▸ Requirement: Reproduce exactly, and only, the lines below from the one containing "Self::default()" through the one containing "behaviour: PeerBehaviour) ->".

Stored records
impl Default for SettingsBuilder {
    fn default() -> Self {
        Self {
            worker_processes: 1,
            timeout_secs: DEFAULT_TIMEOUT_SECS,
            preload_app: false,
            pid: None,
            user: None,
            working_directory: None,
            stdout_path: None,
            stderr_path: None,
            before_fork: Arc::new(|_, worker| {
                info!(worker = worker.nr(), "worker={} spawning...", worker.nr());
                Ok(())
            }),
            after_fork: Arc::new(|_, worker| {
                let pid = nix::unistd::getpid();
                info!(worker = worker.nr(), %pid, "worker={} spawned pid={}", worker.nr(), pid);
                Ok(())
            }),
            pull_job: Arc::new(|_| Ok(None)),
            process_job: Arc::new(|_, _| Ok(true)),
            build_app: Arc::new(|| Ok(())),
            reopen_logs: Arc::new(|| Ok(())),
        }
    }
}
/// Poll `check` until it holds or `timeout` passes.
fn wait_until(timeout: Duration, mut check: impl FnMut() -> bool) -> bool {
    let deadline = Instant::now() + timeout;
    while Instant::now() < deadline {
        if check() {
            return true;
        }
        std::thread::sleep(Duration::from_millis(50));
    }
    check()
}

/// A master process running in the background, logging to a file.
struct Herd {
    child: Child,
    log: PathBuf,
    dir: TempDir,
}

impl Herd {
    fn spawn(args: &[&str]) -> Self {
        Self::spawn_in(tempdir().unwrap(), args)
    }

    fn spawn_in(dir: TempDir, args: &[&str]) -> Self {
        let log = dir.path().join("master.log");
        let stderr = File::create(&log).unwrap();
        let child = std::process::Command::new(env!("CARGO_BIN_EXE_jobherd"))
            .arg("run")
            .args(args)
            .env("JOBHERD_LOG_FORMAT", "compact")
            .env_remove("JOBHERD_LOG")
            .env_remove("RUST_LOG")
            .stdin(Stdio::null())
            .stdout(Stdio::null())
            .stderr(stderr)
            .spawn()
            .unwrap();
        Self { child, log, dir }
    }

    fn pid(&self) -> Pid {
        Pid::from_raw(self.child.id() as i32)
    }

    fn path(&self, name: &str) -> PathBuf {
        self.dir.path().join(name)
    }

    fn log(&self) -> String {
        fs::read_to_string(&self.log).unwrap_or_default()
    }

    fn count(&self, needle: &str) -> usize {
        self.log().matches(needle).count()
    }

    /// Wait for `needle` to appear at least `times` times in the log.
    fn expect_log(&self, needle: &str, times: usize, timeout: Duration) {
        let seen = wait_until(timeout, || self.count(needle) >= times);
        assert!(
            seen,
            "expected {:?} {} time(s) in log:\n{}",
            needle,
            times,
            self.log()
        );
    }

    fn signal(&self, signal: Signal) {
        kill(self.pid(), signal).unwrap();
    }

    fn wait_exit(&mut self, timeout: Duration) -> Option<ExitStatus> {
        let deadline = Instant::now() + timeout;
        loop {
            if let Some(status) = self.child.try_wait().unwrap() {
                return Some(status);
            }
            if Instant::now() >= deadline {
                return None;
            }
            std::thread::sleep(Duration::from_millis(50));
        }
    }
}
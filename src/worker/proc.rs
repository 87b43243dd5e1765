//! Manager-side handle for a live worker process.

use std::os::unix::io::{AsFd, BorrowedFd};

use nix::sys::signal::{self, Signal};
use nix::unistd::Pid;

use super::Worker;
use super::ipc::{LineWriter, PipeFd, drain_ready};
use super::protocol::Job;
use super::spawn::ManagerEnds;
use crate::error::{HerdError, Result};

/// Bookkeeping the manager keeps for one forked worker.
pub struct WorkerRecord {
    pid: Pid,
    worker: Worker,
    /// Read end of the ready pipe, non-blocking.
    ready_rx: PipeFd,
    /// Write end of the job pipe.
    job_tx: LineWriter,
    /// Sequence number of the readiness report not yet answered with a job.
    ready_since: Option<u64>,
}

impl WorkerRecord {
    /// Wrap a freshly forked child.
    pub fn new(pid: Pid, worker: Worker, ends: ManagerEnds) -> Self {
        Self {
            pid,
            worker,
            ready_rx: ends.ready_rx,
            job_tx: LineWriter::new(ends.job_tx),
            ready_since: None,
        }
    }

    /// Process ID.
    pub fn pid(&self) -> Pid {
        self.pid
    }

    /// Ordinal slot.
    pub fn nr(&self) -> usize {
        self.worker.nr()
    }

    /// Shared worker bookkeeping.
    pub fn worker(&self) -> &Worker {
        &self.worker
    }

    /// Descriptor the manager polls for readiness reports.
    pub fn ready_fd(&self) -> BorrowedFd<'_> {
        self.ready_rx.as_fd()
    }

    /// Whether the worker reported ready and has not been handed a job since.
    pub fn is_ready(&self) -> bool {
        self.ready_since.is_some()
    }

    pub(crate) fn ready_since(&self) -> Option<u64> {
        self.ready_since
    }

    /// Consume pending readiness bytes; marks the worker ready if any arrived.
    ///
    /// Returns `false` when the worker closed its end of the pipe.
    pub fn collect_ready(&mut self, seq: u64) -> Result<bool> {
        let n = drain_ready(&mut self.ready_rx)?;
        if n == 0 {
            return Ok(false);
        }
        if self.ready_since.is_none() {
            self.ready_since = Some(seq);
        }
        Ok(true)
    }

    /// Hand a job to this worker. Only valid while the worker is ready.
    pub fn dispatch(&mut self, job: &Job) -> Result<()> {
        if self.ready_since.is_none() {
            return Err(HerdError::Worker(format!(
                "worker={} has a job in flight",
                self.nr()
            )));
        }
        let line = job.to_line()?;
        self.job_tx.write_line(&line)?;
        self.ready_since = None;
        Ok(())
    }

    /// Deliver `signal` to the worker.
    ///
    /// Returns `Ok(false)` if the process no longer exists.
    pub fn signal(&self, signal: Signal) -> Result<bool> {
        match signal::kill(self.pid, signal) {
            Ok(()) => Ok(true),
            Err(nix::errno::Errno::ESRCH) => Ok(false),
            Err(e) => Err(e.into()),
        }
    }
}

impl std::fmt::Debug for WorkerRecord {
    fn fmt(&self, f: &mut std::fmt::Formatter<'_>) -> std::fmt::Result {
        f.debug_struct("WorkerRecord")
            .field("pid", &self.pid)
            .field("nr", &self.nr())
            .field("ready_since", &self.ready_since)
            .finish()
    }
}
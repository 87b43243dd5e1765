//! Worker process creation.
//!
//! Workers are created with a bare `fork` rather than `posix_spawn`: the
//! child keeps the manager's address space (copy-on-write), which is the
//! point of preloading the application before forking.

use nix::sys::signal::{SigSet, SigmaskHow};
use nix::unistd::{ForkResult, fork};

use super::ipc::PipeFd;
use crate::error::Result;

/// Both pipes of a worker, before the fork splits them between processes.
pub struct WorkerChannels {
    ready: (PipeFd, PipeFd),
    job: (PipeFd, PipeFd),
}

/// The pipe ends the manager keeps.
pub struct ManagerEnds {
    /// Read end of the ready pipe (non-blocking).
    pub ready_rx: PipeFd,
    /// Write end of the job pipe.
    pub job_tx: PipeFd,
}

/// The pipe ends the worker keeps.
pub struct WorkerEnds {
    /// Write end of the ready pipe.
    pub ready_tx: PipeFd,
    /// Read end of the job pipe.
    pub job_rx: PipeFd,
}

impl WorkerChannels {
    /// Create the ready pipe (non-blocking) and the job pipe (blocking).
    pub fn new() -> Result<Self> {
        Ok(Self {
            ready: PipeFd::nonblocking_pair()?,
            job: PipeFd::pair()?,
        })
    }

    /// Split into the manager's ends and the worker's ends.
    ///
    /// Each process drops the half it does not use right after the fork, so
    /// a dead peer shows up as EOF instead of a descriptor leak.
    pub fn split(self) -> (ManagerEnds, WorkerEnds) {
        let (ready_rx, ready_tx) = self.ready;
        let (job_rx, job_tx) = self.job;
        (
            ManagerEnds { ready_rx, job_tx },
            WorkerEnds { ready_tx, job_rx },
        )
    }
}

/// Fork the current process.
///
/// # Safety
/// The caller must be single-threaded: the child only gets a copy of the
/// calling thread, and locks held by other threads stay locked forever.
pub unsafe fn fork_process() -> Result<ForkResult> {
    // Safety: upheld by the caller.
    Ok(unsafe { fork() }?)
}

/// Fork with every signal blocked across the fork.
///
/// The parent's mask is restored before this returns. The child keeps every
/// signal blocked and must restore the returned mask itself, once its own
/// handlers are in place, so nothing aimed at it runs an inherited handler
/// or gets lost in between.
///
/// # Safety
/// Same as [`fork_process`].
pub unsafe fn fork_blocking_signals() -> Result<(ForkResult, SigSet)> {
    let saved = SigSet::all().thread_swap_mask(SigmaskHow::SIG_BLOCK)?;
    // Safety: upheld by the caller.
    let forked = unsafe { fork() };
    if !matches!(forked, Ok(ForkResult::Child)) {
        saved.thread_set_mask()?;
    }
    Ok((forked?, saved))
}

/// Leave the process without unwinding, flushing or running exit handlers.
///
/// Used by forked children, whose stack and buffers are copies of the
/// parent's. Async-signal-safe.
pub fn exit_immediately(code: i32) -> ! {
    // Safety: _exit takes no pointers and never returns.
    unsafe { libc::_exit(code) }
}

* * *

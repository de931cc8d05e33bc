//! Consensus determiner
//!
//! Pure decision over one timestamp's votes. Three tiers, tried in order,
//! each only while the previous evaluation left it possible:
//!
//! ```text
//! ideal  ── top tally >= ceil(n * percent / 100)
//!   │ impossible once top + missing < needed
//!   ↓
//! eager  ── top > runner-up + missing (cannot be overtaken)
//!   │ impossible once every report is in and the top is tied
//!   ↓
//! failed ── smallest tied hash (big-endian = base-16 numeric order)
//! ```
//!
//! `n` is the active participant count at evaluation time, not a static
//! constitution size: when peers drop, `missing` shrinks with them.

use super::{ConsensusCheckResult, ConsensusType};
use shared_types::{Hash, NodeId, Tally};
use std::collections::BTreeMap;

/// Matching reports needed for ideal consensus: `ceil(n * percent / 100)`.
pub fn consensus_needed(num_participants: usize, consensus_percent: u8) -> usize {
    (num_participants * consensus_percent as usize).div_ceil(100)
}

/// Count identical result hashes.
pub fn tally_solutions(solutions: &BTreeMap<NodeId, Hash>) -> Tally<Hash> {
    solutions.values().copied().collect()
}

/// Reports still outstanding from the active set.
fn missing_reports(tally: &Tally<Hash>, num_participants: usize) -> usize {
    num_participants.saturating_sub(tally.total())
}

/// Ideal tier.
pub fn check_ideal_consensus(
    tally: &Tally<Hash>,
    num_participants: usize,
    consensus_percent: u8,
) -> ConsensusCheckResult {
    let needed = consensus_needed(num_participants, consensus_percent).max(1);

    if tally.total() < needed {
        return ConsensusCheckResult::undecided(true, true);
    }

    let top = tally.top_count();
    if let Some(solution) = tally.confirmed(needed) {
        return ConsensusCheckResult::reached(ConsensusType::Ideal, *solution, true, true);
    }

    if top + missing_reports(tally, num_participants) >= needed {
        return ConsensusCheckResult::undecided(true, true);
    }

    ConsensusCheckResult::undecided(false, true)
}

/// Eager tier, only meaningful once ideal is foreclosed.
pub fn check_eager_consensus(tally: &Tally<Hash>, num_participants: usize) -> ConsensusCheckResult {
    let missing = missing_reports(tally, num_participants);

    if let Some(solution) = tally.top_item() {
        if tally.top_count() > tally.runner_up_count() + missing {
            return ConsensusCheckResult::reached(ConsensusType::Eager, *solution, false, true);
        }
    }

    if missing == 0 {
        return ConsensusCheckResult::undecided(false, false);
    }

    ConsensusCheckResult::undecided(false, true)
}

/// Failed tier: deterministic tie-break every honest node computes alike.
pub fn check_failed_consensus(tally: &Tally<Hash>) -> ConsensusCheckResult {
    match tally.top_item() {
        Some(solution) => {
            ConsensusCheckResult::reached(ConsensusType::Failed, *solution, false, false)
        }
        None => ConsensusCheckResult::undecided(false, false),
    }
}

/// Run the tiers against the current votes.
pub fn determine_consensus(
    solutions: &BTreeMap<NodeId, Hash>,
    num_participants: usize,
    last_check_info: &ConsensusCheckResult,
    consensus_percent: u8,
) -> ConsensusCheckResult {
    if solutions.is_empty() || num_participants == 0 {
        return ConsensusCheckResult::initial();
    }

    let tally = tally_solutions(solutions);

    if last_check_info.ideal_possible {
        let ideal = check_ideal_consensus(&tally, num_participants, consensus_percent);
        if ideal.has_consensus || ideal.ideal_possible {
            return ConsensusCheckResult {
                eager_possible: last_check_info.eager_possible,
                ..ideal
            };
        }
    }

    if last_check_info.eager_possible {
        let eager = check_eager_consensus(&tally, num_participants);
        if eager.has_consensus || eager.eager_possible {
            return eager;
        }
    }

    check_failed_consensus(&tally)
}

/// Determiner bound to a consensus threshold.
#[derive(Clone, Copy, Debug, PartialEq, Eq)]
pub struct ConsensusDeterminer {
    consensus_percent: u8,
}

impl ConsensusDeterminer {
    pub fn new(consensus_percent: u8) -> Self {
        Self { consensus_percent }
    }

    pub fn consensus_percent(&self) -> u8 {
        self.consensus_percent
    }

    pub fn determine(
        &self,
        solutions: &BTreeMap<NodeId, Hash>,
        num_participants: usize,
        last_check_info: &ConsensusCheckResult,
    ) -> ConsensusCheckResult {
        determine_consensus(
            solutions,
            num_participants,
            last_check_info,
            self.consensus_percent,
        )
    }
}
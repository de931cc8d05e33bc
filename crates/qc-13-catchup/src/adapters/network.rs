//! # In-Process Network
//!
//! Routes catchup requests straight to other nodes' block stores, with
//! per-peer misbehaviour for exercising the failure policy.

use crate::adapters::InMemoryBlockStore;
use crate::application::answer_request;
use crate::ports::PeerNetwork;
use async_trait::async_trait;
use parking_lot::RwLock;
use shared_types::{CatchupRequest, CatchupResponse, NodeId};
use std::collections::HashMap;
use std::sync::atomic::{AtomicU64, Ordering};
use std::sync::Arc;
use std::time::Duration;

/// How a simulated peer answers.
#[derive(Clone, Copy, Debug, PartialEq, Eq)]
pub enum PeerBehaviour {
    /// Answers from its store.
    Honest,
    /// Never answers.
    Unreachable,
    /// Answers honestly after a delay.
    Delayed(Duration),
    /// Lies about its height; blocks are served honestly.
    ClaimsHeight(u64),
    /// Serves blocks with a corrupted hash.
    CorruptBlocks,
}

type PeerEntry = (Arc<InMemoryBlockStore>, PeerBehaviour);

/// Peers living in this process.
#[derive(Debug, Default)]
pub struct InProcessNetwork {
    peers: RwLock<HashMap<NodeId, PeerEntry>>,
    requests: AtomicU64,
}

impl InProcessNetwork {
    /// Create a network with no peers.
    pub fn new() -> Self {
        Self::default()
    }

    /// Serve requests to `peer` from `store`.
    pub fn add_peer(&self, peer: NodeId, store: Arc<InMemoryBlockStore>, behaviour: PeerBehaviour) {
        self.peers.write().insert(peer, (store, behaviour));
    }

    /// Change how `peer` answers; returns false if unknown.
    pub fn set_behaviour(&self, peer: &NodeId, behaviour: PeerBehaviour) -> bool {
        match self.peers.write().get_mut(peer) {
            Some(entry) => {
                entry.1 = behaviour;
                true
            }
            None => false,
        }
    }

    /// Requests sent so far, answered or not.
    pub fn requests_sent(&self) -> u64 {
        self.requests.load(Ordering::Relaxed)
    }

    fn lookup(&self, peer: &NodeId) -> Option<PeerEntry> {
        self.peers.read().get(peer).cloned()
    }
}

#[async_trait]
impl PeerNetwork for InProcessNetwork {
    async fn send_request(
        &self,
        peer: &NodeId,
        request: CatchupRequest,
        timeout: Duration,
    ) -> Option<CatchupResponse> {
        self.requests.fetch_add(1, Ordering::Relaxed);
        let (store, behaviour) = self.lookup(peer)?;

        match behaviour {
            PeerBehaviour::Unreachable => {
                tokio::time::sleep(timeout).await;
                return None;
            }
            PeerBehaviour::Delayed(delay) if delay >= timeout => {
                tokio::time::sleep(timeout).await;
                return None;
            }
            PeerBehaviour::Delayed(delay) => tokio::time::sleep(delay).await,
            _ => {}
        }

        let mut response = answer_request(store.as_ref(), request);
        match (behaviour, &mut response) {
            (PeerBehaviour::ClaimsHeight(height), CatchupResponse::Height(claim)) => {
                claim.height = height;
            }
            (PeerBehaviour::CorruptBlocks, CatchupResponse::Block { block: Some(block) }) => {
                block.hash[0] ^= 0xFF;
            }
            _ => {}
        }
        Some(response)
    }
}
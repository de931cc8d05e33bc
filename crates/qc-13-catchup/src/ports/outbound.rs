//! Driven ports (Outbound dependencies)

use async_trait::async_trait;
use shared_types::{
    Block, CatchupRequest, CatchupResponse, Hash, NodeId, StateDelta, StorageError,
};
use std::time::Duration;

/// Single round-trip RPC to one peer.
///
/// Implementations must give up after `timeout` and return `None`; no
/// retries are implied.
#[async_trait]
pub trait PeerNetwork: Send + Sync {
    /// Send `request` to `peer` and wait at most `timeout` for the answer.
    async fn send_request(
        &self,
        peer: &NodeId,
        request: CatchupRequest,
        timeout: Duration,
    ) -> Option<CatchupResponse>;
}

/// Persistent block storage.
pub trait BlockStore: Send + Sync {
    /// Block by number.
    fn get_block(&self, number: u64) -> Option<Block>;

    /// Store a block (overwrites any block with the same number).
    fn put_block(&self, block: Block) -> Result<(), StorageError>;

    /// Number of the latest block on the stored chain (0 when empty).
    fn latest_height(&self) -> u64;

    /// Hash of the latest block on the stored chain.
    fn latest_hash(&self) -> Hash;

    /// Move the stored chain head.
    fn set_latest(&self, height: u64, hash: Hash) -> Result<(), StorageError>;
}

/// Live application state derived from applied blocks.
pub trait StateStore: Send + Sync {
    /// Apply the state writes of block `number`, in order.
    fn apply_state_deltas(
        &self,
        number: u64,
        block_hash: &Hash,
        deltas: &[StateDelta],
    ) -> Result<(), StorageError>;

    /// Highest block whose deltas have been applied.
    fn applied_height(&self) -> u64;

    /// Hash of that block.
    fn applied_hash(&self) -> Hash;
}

* * *

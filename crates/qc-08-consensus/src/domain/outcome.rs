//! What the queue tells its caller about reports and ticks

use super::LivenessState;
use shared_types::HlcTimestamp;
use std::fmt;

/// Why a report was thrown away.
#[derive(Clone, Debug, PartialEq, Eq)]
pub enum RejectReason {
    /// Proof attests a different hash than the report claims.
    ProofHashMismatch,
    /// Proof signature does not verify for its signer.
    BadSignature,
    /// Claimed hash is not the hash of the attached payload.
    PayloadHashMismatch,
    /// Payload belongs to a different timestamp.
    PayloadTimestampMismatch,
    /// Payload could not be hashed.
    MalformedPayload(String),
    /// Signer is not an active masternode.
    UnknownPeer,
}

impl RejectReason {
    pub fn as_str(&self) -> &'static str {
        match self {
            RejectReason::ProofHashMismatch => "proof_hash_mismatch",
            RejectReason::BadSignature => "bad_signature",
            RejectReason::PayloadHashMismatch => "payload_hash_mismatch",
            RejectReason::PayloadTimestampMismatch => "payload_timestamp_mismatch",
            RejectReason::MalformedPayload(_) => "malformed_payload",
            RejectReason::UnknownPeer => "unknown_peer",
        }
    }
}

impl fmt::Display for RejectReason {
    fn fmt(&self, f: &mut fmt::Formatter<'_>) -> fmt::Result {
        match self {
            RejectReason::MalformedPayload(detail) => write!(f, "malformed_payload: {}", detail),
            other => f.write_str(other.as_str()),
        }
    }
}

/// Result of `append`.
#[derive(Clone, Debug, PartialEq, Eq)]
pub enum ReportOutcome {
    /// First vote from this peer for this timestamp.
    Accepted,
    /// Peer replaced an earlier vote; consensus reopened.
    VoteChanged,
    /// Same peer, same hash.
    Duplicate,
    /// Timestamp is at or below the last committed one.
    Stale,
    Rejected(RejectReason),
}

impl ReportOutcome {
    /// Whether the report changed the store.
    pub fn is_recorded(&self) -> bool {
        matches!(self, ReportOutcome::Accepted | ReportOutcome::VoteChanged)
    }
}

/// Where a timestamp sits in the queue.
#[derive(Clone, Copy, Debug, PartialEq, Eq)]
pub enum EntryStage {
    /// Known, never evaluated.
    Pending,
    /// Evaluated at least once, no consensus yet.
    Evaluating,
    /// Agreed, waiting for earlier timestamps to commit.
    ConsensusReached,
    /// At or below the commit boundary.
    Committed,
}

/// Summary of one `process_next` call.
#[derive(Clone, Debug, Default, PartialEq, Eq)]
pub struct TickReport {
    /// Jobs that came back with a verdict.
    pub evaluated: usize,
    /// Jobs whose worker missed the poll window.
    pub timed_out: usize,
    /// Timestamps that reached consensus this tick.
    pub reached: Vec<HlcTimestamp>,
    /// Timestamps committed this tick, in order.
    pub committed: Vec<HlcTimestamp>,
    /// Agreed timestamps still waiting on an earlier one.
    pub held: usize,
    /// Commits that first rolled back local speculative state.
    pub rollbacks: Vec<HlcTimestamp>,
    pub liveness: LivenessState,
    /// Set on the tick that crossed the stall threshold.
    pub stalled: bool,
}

▸ The answer:
        Self::default()
    }

    /// Serve requests to `peer` from `store`.
    pub fn add_peer(&self, peer: NodeId, store: Arc<InMemoryBlockStore>, behaviour: PeerBehaviour) {
        self.peers.write().insert(peer, (store, behaviour));
    }

    /// Change how `peer` answers; returns false if unknown.
    pub fn set_behaviour(&self, peer: &NodeId, behaviour: PeerBehaviour) -> bool {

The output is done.